Reputation: 31
When upgrading to Spring Boot 3 and Hibernate 6, it seems like property hibernate.hbm2ddl.schema_filter_provider
doesn't work properly. I have a custom implementation of SchemaFilterProvider that excludes my_table
from validation, and I set the hibernate.hbm2ddl.schema_filter_provider
property to use it. I get this error:
org.hibernate.tool.schema.spi.SchemaManagementException: Schema-validation: missing table [my_table]
After debugging it, I found that DefaultSchemaFilter.INSTANCE
is in use, and the above property is not being considered:
Validation is done here:
protected void validateTables(
Metadata metadata,
DatabaseInformation databaseInformation,
ExecutionOptions options,
ContributableMatcher contributableInclusionFilter,
Dialect dialect, Namespace namespace) {
final NameSpaceTablesInformation tables = databaseInformation.getTablesInformation( namespace );
for ( Table table : namespace.getTables() ) {
if ( options.getSchemaFilter().includeTable( table )
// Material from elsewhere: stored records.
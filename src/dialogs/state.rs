use crate::components::calendar::{CalendarEvent, EventDraft, EventSource};
use crate::utils::time::parse_time_zone;
use chrono::{DateTime, Utc};
use chrono_tz::Tz;
use serde::{Deserialize, Serialize};
use std::collections::VecDeque;

/// Number of events shown per page while browsing a summary
pub const PAGE_SIZE: usize = 5;

/// Per-invocation parameters of a sub-flow
#[derive(Debug, Clone, Copy, PartialEq, Eq, Serialize, Deserialize, Default)]
pub struct DialogOptions {
    /// Embedded in a larger assistant: completion is signalled with an
    /// end-of-conversation activity instead of a chat reply
    pub skill_mode: bool,
}

/// Everything the skill remembers about one conversation between turns
#[derive(Debug, Clone, PartialEq, Serialize, Deserialize)]
pub struct SessionState {
    pub auth_token: Option<String>,
    pub event_source: EventSource,
    /// IANA zone name used for "today" and for formatting times
    pub time_zone: String,
    /// Cached result set of the current summary; `None` until fetched
    pub summary_events: Option<Vec<CalendarEvent>>,
    /// Zero-based page cursor into `summary_events`
    pub show_event_index: usize,
    pub read_queue: VecDeque<CalendarEvent>,
    /// Slots collected by the create flow
    pub draft: Option<EventDraft>,
    /// Events offered when the user has to pick one
    pub candidate_events: Vec<CalendarEvent>,
    /// Event picked for deletion or update
    pub target_event: Option<CalendarEvent>,
    /// New start collected by the update flow
    pub new_start: Option<DateTime<Utc>>,
}

impl Default for SessionState {
    fn default() -> Self {
        Self::new(EventSource::default(), "UTC")
    }
}

impl SessionState {
    pub fn new(event_source: EventSource, time_zone: impl Into<String>) -> Self {
        Self {
            auth_token: None,
            event_source,
            time_zone: time_zone.into(),
            summary_events: None,
            show_event_index: 0,
            read_queue: VecDeque::new(),
            draft: None,
            candidate_events: Vec::new(),
            target_event: None,
            new_start: None,
        }
    }

    /// Back to baseline; the user's calendar source and zone survive
    pub fn clear(&mut self) {
        *self = Self::new(self.event_source, std::mem::take(&mut self.time_zone));
    }

    /// Forget the summary being browsed
    pub fn clear_summary(&mut self) {
        self.summary_events = None;
        self.show_event_index = 0;
        self.read_queue.clear();
    }

    pub fn tz(&self) -> Tz {
        parse_time_zone(&self.time_zone)
    }
}

/// Identifies a registered sub-flow
#[derive(Debug, Clone, Copy, PartialEq, Eq, Hash, Serialize, Deserialize)]
pub enum DialogId {
    Summary,
    SummaryRead,
    NextMeeting,
    CreateEvent,
    DeleteEvent,
    UpdateEvent,
    Cancel,
}

/// Value threaded from one step to the next
#[derive(Debug, Clone, PartialEq, Serialize, Deserialize, Default)]
pub enum StepValue {
    #[default]
    None,
    Options(DialogOptions),
    /// Text of the user's answer to a prompt
    Text(String),
    /// Access token delivered by sign-in
    Token(String),
    Done(bool),
}

impl StepValue {
    pub fn as_text(&self) -> Option<&str> {
        match self {
            StepValue::Text(text) => Some(text),
            _ => None,
        }
    }
}

/// One active sub-flow: which dialog, where it stands, and what it was handed
#[derive(Debug, Clone, PartialEq, Serialize, Deserialize)]
pub struct DialogFrame {
    pub dialog: DialogId,
    pub step: usize,
    pub value: StepValue,
}

impl DialogFrame {
    pub fn new(dialog: DialogId, value: StepValue) -> Self {
        Self {
            dialog,
            step: 0,
            value,
        }
    }
}

/// Active sub-flows, innermost last
pub type DialogStack = Vec<DialogFrame>;

/// Unit of persistence: the session plus the dialog stack
#[derive(Debug, Clone, PartialEq, Serialize, Deserialize, Default)]
pub struct ConversationState {
    pub session: SessionState,
    pub stack: DialogStack,
}

impl ConversationState {
    pub fn new(session: SessionState) -> Self {
        Self {
            session,
            stack: DialogStack::new(),
        }
    }

    pub fn active_dialog(&self) -> Option<DialogId> {
        self.stack.last().map(|frame| frame.dialog)
    }
}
&& table.isPhysicalTable()
&& contributableInclusionFilter.matches( table ) ) {
validateTable(
table,
tables.getTableInformation( table ),
metadata,
options,
dialect
);
}
}
}
and options
is built here:
public static ExecutionOptions buildExecutionOptions(
final Map<String,Object> configurationValues,
final ExceptionHandler exceptionHandler) {
return buildExecutionOptions(
configurationValues,
DefaultSchemaFilter.INSTANCE,
exceptionHandler
);
}
Meaning DefaultSchemaFilter.INSTANCE
will always be in use.
There's an open bug to Hibernate with no response: https://hibernate.atlassian.net/browse/HBX-2476
How should I exclude my_table
from validation?
Upvotes: 3
Views: 734
Reputation: 281
It is almost a year now since https://hibernate.atlassian.net/browse/HBX-2476 was opened and it is still not resolved. Going to share a nasty workaround that works at least for me, until the bug is fixed.
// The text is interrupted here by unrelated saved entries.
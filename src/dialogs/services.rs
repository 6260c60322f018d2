use super::intents::{CalendarIntent, GeneralIntent};
use crate::components::auth::Authenticator;
use crate::components::calendar::CalendarService;
use crate::components::recognizer::{Domain, RecognizerRegistry};
use crate::error::BotResult;
use std::sync::Arc;
use tracing::debug;

/// Collaborators shared by every conversation
#[derive(Clone)]
pub struct Services {
    pub recognizers: RecognizerRegistry,
    pub calendar: Arc<dyn CalendarService>,
    pub auth: Arc<dyn Authenticator>,
    /// Name of the OAuth connection signed out of on logout
    pub connection_name: String,
}

impl Services {
    pub fn new(
        recognizers: RecognizerRegistry,
        calendar: Arc<dyn CalendarService>,
        auth: Arc<dyn Authenticator>,
        connection_name: impl Into<String>,
    ) -> Self {
        Self {
            recognizers,
            calendar,
            auth,
            connection_name: connection_name.into(),
        }
    }

    pub async fn calendar_intent(&self, utterance: &str) -> BotResult<CalendarIntent> {
        let recognition = self
            .recognizers
            .recognize(Domain::Calendar, utterance)
            .await?;
        let intent = CalendarIntent::from(&recognition);
        debug!("Calendar intent {:?} ({:.2})", intent, recognition.score);
        Ok(intent)
    }

    pub async fn general_intent(&self, utterance: &str) -> BotResult<GeneralIntent> {
        let recognition = self
            .recognizers
            .recognize(Domain::General, utterance)
            .await?;
        let intent = GeneralIntent::from(&recognition);
        debug!("General intent {:?} ({:.2})", intent, recognition.score);
        Ok(intent)
    }
}
pub mod i18n;
pub mod time;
Using reflection, set the value of the (static final) DefaultSchemaFilter.INSTANCE
to reference an instance of the custom SchemaFilter
that worked with earlier Hibernate versions. This way when Hibernate is going to use the "hard coded" DefaultSchemaFilter.INSTANCE
as filter, it is actually going to use our custom filter implementation. Note that the custom implementation extends DefaultSchemaFilter
.
For example, assume we have this custom implementation that skips validation of PostgreSQL temp tables:
public class CustomSchemaFilter extends DefaultSchemaFilter {
public static final CustomSchemaFilter INSTANCE = new CustomSchemaFilter();
@Override
public boolean includeTable( Table table ) {
return !"pg_temp".equals(table.getSchema());
}
}
We need to set DefaultSchemaFilter.INSTANCE = CustomSchemaFilter.INSTANCE
.
The exact implementation of the reflection code that achieves this depends on Java version. For Java 17, based on https://stackoverflow.com/a/56043252/9061851, I used this:
try {
Field defaultSchemaFilterInstanceField = DefaultSchemaFilter.class.getDeclaredField("INSTANCE");
MethodHandles.Lookup lookup = MethodHandles.privateLookupIn(Field.class, MethodHandles.lookup());
VarHandle modifiers = lookup.findVarHandle(Field.class, "modifiers", int.class);
modifiers.set(defaultSchemaFilterInstanceField, defaultSchemaFilterInstanceField.getModifiers() & ~Modifier.FINAL);
defaultSchemaFilterInstanceField.setAccessible(true);
defaultSchemaFilterInstanceField.set(null, CustomSchemaFilter.INSTANCE);
} catch (NoSuchFieldException | IllegalAccessException e) {
throw new RuntimeException(e);
}
However this requires adding --add-opens=java.base/java.lang.reflect=ALL-UNNAMED
to the JVM run parameters.
This piece of code should be called before Hibernate runs its validations. The simplest option is to call it from main()
before loading Spring Boot.
Reminder: this is just a temporary workaround.